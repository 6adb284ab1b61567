//! HTTP fetch primitive: request in, response (or failure) out.
//!
//! The worker forwards requests here on cache miss and at install time.
//! The client does no caching and no policy of its own beyond transport
//! limits:
//!
//! - Max redirects: 5
//! - Max body bytes: 5MB (configurable)
//! - Request timeout: 20s (configurable)
//!
//! Non-2xx statuses are returned, not raised: the fetch handler hands
//! network responses back unmodified, and the install handler enforces
//! status checks itself. Only transport failures become errors.

pub mod url;

use bytes::Bytes;
use reqwest::Url;
use reqwest::{Client, StatusCode, header};
use std::time::{Duration, Instant};

pub use url::{UrlError, resolve};

use tgb_core::Error;

/// Configuration for the fetch client.
#[derive(Debug, Clone)]
pub struct FetchConfig {
    /// User agent string (default: "tgb-worker/0.1")
    pub user_agent: String,

    /// Maximum response body size in bytes (default: 5MB)
    pub max_bytes: usize,

    /// Request timeout (default: 20s)
    pub timeout: Duration,

    /// Maximum number of redirects to follow (default: 5)
    pub max_redirects: usize,
}

impl Default for FetchConfig {
    fn default() -> Self {
        Self {
            user_agent: "tgb-worker/0.1".to_string(),
            max_bytes: 5 * 1024 * 1024,
            timeout: Duration::from_millis(20000),
            max_redirects: 5,
        }
    }
}

/// Response from a fetch operation.
#[derive(Debug, Clone)]
pub struct FetchResponse {
    /// The original URL requested
    pub url: Url,
    /// The final URL after redirects
    pub final_url: Url,
    /// HTTP status code
    pub status: StatusCode,
    /// Content-Type header
    pub content_type: Option<String>,
    /// Response body bytes
    pub bytes: Bytes,
    /// Response headers
    pub headers: header::HeaderMap,
    /// Time taken to fetch in milliseconds
    pub fetch_ms: u64,
}

/// The network seam the worker fetches through.
///
/// The production implementation is [`FetchClient`]; tests drive the worker
/// with a counting double instead.
#[async_trait::async_trait]
pub trait Fetcher: Send + Sync {
    async fn fetch(&self, url: &Url) -> Result<FetchResponse, Error>;
}

/// HTTP fetch client over reqwest.
pub struct FetchClient {
    http: Client,
    config: FetchConfig,
}

impl FetchClient {
    /// Create a new fetch client with the given configuration.
    pub fn new(config: FetchConfig) -> Result<Self, Error> {
        let http = Client::builder()
            .user_agent(&config.user_agent)
            .timeout(config.timeout)
            .redirect(reqwest::redirect::Policy::limited(config.max_redirects))
            .use_rustls_tls()
            .gzip(true)
            .brotli(true)
            .deflate(true)
            .build()
            .map_err(|e| Error::HttpError(format!("failed to build HTTP client: {}", e)))?;

        Ok(Self { http, config })
    }

    /// Get reference to the configuration.
    pub fn config(&self) -> &FetchConfig {
        &self.config
    }
}

#[async_trait::async_trait]
impl Fetcher for FetchClient {
    /// Fetch a URL, returning raw bytes and metadata.
    ///
    /// Respects redirect/byte limits. The response is returned whatever its
    /// status; a rejection means the network itself failed.
    async fn fetch(&self, url: &Url) -> Result<FetchResponse, Error> {
        let start = Instant::now();

        let response = self.http.get(url.as_str()).send().await.map_err(|e| {
            if e.is_timeout() {
                Error::FetchTimeout(url.to_string())
            } else {
                Error::HttpError(format!("network error: {}", e))
            }
        })?;

        let status = response.status();

        let content_length = response.content_length();
        if let Some(len) = content_length
            && len as usize > self.config.max_bytes
        {
            return Err(Error::FetchTooLarge(format!(
                "{} bytes exceeds {}",
                len, self.config.max_bytes
            )));
        }

        let final_url = response.url().clone();
        let headers = response.headers().clone();

        let bytes = response
            .bytes()
            .await
            .map_err(|e| Error::HttpError(format!("failed to read response: {}", e)))?;

        if bytes.len() > self.config.max_bytes {
            return Err(Error::FetchTooLarge(format!(
                "{} bytes exceeds {}",
                bytes.len(),
                self.config.max_bytes
            )));
        }

        let content_type = headers
            .get(header::CONTENT_TYPE)
            .and_then(|v| v.to_str().ok())
            .map(|s| s.to_string());

        let fetch_ms = start.elapsed().as_millis() as u64;

        tracing::debug!(
            "fetched {} -> {} {} in {}ms ({} bytes)",
            url,
            final_url,
            status.as_u16(),
            fetch_ms,
            bytes.len()
        );

        Ok(FetchResponse { url: url.clone(), final_url, status, content_type, bytes, headers, fetch_ms })
    }
}

#[cfg(test)]
mod tests {
    use super::*;

    #[test]
    fn test_fetch_config_default() {
        let config = FetchConfig::default();
        assert_eq!(config.user_agent, "tgb-worker/0.1");
        assert_eq!(config.max_bytes, 5 * 1024 * 1024);
        assert_eq!(config.timeout, Duration::from_millis(20000));
        assert_eq!(config.max_redirects, 5);
    }

    #[test]
    fn test_fetch_response_fields() {
        let response = FetchResponse {
            url: Url::parse("https://example.com").unwrap(),
            final_url: Url::parse("https://example.com/redirected").unwrap(),
            status: StatusCode::OK,
            content_type: Some("text/html".to_string()),
            bytes: Bytes::new(),
            headers: header::HeaderMap::new(),
            fetch_ms: 100,
        };

        assert_eq!(response.url.as_str(), "https://example.com/");
        assert_eq!(response.final_url.as_str(), "https://example.com/redirected");
        assert_eq!(response.status, StatusCode::OK);
        assert_eq!(response.content_type, Some("text/html".to_string()));
        assert_eq!(response.fetch_ms, 100);
    }

    #[tokio::test]
    async fn test_fetch_client_new() {
        let config = FetchConfig::default();
        let client = FetchClient::new(config);
        assert!(client.is_ok());
    }
}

=-=-=-=-=

◆ What is being asked ◆
Output the entire listing above exactly, keeping each line as it is.

◆ Solution for this task ◆
repository 6adb284ab1b61567
//! HTTP fetch primitive: request in, response (or failure) out.
//!
//! The worker forwards requests here on cache miss and at install time.
//! The client does no caching and no policy of its own beyond transport
//! limits:
//!
//! - Max redirects: 5
//! - Max body bytes: 5MB (configurable)
//! - Request timeout: 20s (configurable)
//!
//! Non-2xx statuses are returned, not raised: the fetch handler hands
//! network responses back unmodified, and the install handler enforces
//! status checks itself. Only transport failures become errors.

pub mod url;

use bytes::Bytes;
use reqwest::Url;
use reqwest::{Client, StatusCode, header};
use std::time::{Duration, Instant};

pub use url::{UrlError, resolve};

use tgb_core::Error;

/// Configuration for the fetch client.
#[derive(Debug, Clone)]
pub struct FetchConfig {
    /// User agent string (default: "tgb-worker/0.1")
    pub user_agent: String,

    /// Maximum response body size in bytes (default: 5MB)
    pub max_bytes: usize,

    /// Request timeout (default: 20s)
    pub timeout: Duration,

    /// Maximum number of redirects to follow (default: 5)
    pub max_redirects: usize,
}

impl Default for FetchConfig {
    fn default() -> Self {
        Self {
            user_agent: "tgb-worker/0.1".to_string(),
            max_bytes: 5 * 1024 * 1024,
            timeout: Duration::from_millis(20000),
            max_redirects: 5,
        }
    }
}

/// Response from a fetch operation.
#[derive(Debug, Clone)]
pub struct FetchResponse {
    /// The original URL requested
    pub url: Url,
    /// The final URL after redirects
    pub final_url: Url,
    /// HTTP status code
    pub status: StatusCode,
    /// Content-Type header
    pub content_type: Option<String>,
    /// Response body bytes
    pub bytes: Bytes,
    /// Response headers
    pub headers: header::HeaderMap,
    /// Time taken to fetch in milliseconds
    pub fetch_ms: u64,
}

/// The network seam the worker fetches through.
///
/// The production implementation is [`FetchClient`]; tests drive the worker
/// with a counting double instead.
#[async_trait::async_trait]
pub trait Fetcher: Send + Sync {
    async fn fetch(&self, url: &Url) -> Result<FetchResponse, Error>;
}

/// HTTP fetch client over reqwest.
pub struct FetchClient {
    http: Client,
    config: FetchConfig,
}

impl FetchClient {
    /// Create a new fetch client with the given configuration.
    pub fn new(config: FetchConfig) -> Result<Self, Error> {
        let http = Client::builder()
            .user_agent(&config.user_agent)
            .timeout(config.timeout)
            .redirect(reqwest::redirect::Policy::limited(config.max_redirects))
            .use_rustls_tls()
            .gzip(true)
            .brotli(true)
            .deflate(true)
            .build()
            .map_err(|e| Error::HttpError(format!("failed to build HTTP client: {}", e)))?;

        Ok(Self { http, config })
    }

    /// Get reference to the configuration.
    pub fn config(&self) -> &FetchConfig {
        &self.config
    }
}

#[async_trait::async_trait]
impl Fetcher for FetchClient {
    /// Fetch a URL, returning raw bytes and metadata.
    ///
    /// Respects redirect/byte limits. The response is returned whatever its
    /// status; a rejection means the network itself failed.
    async fn fetch(&self, url: &Url) -> Result<FetchResponse, Error> {
        let start = Instant::now();

        let response = self.http.get(url.as_str()).send().await.map_err(|e| {
            if e.is_timeout() {
                Error::FetchTimeout(url.to_string())
            } else {
                Error::HttpError(format!("network error: {}", e))
            }
        })?;

        let status = response.status();

        let content_length = response.content_length();
        if let Some(len) = content_length
            && len as usize > self.config.max_bytes
        {
            return Err(Error::FetchTooLarge(format!(
                "{} bytes exceeds {}",
                len, self.config.max_bytes
            )));
        }

        let final_url = response.url().clone();
        let headers = response.headers().clone();

        let bytes = response
            .bytes()
            .await
            .map_err(|e| Error::HttpError(format!("failed to read response: {}", e)))?;

        if bytes.len() > self.config.max_bytes {
            return Err(Error::FetchTooLarge(format!(
                "{} bytes exceeds {}",
                bytes.len(),
                self.config.max_bytes
            )));
        }

        let content_type = headers
            .get(header::CONTENT_TYPE)
            .and_then(|v| v.to_str().ok())
            .map(|s| s.to_string());

        let fetch_ms = start.elapsed().as_millis() as u64;

        tracing::debug!(
            "fetched {} -> {} {} in {}ms ({} bytes)",
            url,
            final_url,
            status.as_u16(),
            fetch_ms,
            bytes.len()
        );

        Ok(FetchResponse { url: url.clone(), final_url, status, content_type, bytes, headers, fetch_ms })
    }
}

#[cfg(test)]
mod tests {
    use super::*;

    #[test]
    fn test_fetch_config_default() {
        let config = FetchConfig::default();
        assert_eq!(config.user_agent, "tgb-worker/0.1");
        assert_eq!(config.max_bytes, 5 * 1024 * 1024);
        assert_eq!(config.timeout, Duration::from_millis(20000));
        assert_eq!(config.max_redirects, 5);
    }

    #[test]
    fn test_fetch_response_fields() {
        let response = FetchResponse {
            url: Url::parse("https://example.com").unwrap(),
            final_url: Url::parse("https://example.com/redirected").unwrap(),
            status: StatusCode::OK,
            content_type: Some("text/html".to_string()),
            bytes: Bytes::new(),
            headers: header::HeaderMap::new(),
            fetch_ms: 100,
        };

        assert_eq!(response.url.as_str(), "https://example.com/");
        assert_eq!(response.final_url.as_str(), "https://example.com/redirected");
        assert_eq!(response.status, StatusCode::OK);
        assert_eq!(response.content_type, Some("text/html".to_string()));
        assert_eq!(response.fetch_ms, 100);
    }

    #[tokio::test]
    async fn test_fetch_client_new() {
        let config = FetchConfig::default();
        let client = FetchClient::new(config);
        assert!(client.is_ok());
    }
}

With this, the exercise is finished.